» TASK OBJECTIVE
From the listing below, pick out each line with the word "ParallelKind".

━━━━━ RECORDS TO PROCESS

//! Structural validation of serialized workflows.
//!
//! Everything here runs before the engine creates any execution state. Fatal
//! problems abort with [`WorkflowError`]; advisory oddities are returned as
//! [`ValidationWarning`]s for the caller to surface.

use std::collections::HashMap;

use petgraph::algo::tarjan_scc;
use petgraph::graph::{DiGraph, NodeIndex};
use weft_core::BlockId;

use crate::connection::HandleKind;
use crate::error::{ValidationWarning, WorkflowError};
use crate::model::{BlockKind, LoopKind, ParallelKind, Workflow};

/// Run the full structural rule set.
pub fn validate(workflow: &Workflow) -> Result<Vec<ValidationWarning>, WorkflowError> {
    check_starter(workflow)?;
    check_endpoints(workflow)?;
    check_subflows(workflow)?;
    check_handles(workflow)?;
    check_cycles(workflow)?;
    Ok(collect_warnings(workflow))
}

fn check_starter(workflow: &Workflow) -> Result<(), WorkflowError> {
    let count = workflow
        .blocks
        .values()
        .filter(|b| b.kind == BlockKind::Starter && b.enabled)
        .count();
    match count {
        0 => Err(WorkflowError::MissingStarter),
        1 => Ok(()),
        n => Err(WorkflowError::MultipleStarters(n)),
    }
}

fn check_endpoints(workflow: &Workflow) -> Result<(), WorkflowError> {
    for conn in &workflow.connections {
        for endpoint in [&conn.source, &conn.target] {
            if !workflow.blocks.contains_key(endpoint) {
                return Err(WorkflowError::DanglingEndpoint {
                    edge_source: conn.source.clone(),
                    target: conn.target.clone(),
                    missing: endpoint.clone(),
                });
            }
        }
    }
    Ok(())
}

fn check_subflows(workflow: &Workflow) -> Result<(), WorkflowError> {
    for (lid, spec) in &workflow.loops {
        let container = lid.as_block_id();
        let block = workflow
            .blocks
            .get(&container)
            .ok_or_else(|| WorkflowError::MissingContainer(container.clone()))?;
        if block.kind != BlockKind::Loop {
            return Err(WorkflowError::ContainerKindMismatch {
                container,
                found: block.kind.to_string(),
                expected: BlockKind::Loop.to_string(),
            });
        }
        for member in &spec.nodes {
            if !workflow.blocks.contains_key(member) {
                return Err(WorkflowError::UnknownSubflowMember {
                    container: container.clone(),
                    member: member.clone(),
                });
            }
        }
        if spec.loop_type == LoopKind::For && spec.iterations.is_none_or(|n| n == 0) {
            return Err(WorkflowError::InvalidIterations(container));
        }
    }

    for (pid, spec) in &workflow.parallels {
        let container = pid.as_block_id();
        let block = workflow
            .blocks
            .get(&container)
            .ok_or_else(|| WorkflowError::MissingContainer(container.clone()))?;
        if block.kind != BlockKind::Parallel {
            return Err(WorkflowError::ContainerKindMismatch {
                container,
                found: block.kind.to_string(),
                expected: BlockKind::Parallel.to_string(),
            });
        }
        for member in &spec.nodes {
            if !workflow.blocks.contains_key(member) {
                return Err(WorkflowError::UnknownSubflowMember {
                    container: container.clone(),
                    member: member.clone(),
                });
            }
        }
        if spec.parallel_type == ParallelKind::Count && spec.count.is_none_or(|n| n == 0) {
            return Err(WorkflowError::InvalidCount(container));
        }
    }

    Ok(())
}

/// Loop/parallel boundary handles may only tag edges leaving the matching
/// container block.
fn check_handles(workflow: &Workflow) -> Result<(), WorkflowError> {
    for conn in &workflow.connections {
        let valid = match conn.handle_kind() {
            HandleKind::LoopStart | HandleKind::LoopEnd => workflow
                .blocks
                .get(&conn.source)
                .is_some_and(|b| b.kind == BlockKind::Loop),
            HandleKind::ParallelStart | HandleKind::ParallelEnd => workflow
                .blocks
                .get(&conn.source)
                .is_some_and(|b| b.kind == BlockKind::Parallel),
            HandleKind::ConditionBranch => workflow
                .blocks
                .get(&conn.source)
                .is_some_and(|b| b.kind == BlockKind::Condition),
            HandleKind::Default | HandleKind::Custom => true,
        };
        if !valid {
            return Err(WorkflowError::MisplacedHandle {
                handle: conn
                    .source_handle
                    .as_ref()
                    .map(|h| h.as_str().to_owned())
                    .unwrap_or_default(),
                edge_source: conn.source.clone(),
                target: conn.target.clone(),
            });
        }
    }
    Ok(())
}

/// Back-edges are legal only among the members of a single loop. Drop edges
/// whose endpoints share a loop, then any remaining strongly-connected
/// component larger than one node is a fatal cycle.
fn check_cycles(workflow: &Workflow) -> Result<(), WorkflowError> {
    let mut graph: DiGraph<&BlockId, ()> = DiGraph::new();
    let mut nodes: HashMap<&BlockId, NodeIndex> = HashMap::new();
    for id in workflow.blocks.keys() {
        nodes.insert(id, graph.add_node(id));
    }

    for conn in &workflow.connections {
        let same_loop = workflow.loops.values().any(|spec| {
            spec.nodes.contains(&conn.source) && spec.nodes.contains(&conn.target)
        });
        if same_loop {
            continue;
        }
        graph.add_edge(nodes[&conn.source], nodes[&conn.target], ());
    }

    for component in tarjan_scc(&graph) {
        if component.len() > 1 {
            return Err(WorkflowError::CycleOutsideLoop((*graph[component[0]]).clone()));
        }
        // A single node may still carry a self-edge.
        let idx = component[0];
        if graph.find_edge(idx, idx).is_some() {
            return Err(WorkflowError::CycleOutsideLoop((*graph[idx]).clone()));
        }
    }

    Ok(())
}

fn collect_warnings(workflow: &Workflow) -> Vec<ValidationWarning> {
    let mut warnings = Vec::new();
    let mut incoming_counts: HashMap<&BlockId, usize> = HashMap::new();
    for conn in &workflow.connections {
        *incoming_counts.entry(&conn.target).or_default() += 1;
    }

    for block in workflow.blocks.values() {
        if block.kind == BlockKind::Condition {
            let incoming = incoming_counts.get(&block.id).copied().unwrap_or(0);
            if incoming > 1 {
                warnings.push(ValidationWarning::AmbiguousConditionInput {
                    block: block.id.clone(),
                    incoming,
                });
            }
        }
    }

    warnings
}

━━━━━━━━━━

» SOLUTION
use crate::model::{BlockKind, LoopKind, ParallelKind, Workflow};
        if spec.parallel_type == ParallelKind::Count && spec.count.is_none_or(|n| n == 0) {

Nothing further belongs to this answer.